┌─ Study material
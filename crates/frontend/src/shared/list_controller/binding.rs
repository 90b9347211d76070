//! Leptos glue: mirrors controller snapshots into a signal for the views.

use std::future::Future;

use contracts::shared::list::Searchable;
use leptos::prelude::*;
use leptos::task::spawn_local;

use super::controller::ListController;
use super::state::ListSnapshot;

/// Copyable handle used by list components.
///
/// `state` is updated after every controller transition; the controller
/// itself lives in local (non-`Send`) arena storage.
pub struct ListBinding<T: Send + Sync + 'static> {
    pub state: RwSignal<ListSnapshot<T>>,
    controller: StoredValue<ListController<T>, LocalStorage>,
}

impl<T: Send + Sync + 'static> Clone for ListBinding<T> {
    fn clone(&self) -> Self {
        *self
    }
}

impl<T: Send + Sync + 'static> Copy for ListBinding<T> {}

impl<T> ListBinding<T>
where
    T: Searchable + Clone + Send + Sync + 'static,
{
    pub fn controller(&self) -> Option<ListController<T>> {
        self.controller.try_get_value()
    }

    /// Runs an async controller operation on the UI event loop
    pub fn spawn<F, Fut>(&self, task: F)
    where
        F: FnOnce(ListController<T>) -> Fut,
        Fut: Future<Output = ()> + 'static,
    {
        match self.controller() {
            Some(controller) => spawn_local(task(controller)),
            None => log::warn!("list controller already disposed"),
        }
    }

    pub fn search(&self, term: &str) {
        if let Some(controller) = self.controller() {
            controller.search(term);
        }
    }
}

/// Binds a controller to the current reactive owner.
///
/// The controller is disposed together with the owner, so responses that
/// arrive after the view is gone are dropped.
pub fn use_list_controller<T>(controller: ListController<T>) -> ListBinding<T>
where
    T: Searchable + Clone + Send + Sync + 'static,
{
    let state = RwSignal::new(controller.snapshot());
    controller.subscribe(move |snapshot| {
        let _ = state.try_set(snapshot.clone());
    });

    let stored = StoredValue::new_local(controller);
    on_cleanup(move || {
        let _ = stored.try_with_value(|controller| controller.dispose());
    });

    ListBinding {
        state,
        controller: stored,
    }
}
└─
┌─ Study material
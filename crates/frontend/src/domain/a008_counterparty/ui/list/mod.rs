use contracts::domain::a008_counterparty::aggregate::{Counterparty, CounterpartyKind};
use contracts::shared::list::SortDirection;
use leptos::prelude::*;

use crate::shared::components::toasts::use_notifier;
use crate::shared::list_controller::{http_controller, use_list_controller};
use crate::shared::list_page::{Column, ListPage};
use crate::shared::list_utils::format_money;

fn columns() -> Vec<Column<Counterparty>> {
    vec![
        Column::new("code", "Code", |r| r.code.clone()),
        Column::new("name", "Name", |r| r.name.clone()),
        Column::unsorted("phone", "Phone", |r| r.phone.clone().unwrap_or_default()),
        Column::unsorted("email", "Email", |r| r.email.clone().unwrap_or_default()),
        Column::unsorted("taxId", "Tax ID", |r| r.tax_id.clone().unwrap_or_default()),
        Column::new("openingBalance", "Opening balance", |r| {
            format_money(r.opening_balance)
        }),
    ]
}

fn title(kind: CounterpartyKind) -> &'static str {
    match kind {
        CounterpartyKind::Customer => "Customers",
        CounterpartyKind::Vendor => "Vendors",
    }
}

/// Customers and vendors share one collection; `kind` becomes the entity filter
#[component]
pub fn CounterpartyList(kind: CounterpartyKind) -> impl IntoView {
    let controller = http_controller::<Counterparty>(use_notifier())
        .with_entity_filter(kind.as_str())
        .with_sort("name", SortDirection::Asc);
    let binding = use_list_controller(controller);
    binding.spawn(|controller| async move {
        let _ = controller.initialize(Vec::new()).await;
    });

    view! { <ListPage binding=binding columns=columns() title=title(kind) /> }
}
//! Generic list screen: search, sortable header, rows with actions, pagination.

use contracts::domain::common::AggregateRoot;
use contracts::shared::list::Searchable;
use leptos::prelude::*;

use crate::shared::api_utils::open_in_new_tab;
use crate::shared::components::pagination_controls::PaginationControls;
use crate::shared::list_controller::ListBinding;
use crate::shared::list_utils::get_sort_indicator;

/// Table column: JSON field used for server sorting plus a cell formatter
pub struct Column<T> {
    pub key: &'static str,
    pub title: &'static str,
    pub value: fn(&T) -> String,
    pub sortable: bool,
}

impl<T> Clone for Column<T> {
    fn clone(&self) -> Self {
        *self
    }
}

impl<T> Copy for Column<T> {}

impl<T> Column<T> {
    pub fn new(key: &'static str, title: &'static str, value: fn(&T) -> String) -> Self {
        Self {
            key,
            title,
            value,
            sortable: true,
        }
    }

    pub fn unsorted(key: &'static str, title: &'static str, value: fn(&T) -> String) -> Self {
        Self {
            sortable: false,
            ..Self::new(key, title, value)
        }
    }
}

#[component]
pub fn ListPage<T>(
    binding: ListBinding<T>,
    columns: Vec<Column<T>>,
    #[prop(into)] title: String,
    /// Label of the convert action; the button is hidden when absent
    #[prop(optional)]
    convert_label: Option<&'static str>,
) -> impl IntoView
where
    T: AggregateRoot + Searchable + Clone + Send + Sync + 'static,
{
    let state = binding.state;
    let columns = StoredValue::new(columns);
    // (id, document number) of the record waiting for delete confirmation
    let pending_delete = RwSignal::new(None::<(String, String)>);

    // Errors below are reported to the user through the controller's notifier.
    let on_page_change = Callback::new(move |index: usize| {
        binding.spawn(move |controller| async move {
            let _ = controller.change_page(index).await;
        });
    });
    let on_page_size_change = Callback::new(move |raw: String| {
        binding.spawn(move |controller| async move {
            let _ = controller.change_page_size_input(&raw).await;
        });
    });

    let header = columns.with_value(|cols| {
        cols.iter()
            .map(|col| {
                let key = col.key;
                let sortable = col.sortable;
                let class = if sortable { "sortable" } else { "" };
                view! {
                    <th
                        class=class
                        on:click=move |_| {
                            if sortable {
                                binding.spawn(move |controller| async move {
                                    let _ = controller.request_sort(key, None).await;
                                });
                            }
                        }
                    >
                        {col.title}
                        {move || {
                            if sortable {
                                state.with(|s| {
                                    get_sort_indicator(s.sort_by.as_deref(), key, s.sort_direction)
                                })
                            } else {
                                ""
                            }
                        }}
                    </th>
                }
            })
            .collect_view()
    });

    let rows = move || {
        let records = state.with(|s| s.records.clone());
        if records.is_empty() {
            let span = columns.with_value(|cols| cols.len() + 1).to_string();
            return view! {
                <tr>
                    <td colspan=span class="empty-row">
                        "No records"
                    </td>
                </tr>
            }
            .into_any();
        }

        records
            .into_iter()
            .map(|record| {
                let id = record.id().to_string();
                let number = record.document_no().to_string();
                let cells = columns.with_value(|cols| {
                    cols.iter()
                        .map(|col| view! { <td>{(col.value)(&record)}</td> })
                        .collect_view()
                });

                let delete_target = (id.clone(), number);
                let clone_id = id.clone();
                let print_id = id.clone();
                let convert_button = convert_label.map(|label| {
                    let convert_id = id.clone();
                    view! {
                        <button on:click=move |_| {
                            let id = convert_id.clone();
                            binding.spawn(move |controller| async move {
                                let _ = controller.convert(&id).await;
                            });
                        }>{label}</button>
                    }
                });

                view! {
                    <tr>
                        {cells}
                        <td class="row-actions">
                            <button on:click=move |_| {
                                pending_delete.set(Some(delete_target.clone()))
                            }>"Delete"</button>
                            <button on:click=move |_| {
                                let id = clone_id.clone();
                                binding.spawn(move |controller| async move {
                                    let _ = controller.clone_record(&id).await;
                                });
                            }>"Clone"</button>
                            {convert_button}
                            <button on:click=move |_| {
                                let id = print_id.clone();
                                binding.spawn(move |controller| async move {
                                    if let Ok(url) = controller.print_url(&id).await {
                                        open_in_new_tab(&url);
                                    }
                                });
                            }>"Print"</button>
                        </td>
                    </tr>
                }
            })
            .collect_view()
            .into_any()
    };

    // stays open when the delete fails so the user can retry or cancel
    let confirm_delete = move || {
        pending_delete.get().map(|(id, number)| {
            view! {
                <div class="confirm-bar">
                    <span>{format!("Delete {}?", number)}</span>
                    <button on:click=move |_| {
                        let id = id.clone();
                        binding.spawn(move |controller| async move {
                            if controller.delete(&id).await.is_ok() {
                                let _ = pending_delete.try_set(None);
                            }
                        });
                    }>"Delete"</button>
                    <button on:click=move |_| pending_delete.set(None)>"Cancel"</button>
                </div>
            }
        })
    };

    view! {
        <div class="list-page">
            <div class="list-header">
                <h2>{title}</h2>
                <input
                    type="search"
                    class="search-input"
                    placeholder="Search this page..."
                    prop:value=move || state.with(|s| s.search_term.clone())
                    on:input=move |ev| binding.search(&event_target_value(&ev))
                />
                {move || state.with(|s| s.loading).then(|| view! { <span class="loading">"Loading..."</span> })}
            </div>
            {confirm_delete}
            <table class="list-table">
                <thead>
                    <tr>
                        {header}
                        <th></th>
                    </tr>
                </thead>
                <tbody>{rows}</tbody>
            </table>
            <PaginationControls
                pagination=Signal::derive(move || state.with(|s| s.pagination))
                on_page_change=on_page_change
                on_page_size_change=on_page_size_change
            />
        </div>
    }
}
└─
┌─ Study material
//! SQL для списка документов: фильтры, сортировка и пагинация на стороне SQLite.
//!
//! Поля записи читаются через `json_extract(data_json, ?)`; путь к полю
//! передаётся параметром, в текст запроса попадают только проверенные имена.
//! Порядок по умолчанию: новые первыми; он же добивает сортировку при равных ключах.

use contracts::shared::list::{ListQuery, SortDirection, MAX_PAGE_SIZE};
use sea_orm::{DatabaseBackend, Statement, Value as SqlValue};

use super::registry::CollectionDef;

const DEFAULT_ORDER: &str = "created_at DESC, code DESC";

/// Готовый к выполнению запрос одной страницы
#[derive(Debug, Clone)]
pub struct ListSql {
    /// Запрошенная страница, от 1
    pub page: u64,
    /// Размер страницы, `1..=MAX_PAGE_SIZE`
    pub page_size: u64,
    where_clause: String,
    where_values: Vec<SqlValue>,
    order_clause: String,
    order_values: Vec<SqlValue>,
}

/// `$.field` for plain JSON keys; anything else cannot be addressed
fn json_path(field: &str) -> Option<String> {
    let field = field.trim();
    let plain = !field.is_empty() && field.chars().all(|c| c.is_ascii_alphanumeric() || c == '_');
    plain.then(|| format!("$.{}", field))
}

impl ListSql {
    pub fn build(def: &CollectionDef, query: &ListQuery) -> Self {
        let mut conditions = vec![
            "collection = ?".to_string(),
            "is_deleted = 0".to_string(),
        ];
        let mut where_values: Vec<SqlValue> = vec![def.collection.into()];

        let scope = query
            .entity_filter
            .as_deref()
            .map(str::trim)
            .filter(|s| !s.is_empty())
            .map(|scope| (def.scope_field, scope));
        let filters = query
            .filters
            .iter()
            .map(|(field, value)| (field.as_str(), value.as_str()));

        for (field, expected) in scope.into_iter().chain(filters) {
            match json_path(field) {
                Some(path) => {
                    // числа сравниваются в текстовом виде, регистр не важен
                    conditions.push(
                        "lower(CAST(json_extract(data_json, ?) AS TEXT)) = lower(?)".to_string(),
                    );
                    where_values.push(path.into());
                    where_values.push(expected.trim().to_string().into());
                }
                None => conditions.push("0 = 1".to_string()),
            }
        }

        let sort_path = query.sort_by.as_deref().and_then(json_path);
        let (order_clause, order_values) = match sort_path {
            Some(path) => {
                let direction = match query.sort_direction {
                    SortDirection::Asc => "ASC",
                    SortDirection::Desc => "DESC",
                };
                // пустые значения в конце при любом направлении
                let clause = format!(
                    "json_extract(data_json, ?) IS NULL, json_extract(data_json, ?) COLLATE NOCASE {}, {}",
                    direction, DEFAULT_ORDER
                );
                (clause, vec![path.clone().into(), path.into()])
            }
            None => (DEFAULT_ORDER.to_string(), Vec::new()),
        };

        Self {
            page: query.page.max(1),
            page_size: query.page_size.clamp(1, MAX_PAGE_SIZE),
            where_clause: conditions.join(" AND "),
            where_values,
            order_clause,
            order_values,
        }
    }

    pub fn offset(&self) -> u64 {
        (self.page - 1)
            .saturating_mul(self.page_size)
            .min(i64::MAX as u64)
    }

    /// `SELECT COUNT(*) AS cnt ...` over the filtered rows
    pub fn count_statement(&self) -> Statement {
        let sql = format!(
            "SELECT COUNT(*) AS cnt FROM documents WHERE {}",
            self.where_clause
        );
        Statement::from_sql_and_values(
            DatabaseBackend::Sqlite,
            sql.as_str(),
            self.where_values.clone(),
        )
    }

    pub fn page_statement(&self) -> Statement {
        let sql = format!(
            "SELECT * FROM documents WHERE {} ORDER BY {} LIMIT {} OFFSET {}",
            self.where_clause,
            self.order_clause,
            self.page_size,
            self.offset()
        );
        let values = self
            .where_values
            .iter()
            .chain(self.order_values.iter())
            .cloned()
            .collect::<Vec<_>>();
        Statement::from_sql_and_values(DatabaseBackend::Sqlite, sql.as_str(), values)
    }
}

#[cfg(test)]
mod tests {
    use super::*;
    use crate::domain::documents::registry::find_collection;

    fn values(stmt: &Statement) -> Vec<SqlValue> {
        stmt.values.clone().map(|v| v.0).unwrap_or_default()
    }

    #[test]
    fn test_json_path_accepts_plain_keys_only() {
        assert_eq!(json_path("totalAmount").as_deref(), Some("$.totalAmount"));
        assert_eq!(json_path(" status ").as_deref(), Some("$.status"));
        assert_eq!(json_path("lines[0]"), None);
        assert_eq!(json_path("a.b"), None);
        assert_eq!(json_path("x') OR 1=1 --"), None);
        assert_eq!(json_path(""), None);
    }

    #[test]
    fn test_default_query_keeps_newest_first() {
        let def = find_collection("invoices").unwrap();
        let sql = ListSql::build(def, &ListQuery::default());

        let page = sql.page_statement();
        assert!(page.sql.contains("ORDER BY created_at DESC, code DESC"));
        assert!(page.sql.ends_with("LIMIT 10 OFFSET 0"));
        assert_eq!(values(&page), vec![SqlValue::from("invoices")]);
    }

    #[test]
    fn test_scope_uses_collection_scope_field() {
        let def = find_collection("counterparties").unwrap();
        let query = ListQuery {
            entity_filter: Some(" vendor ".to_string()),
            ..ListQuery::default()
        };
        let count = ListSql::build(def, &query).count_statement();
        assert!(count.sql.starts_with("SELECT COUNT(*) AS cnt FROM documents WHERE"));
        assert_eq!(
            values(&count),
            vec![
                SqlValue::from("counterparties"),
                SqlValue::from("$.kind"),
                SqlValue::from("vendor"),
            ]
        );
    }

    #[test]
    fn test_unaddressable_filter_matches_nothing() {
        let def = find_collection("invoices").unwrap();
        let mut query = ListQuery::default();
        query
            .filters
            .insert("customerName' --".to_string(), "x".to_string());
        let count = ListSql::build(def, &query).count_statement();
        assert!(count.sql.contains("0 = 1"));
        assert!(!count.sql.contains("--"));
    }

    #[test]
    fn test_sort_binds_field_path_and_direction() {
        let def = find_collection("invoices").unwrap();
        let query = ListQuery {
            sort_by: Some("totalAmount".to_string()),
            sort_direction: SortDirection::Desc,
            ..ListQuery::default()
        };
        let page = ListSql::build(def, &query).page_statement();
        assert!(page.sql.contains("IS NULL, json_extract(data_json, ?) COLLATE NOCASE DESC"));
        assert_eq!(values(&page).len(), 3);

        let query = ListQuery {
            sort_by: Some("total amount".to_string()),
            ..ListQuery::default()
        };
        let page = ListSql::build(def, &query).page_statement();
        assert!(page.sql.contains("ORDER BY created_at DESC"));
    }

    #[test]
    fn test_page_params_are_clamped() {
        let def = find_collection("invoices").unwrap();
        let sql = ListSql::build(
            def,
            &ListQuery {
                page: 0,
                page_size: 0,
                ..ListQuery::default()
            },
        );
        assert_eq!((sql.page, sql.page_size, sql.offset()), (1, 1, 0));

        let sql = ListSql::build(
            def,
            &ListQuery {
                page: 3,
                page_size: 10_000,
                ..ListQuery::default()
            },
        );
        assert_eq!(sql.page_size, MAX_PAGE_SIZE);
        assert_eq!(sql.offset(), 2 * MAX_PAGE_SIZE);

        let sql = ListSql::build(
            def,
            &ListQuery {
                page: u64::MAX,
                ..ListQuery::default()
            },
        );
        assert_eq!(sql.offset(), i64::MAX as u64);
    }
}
└─
What is needed » Copy out each line of the data above, exactly, if it lies between the line holding "при любом направлении" and the line holding "use super::*;", inclusive; copy no other line.

Response area »
                // пустые значения в конце при любом направлении
                let clause = format!(
                    "json_extract(data_json, ?) IS NULL, json_extract(data_json, ?) COLLATE NOCASE {}, {}",
                    direction, DEFAULT_ORDER
                );
                (clause, vec![path.clone().into(), path.into()])
            }
            None => (DEFAULT_ORDER.to_string(), Vec::new()),
        };

        Self {
            page: query.page.max(1),
            page_size: query.page_size.clamp(1, MAX_PAGE_SIZE),
            where_clause: conditions.join(" AND "),
            where_values,
            order_clause,
            order_values,
        }
    }

    pub fn offset(&self) -> u64 {
        (self.page - 1)
            .saturating_mul(self.page_size)
            .min(i64::MAX as u64)
    }

    /// `SELECT COUNT(*) AS cnt ...` over the filtered rows
    pub fn count_statement(&self) -> Statement {
        let sql = format!(
            "SELECT COUNT(*) AS cnt FROM documents WHERE {}",
            self.where_clause
        );
        Statement::from_sql_and_values(
            DatabaseBackend::Sqlite,
            sql.as_str(),
            self.where_values.clone(),
        )
    }

    pub fn page_statement(&self) -> Statement {
        let sql = format!(
            "SELECT * FROM documents WHERE {} ORDER BY {} LIMIT {} OFFSET {}",
            self.where_clause,
            self.order_clause,
            self.page_size,
            self.offset()
        );
        let values = self
            .where_values
            .iter()
            .chain(self.order_values.iter())
            .cloned()
            .collect::<Vec<_>>();
        Statement::from_sql_and_values(DatabaseBackend::Sqlite, sql.as_str(), values)
    }
}

#[cfg(test)]
mod tests {
    use super::*;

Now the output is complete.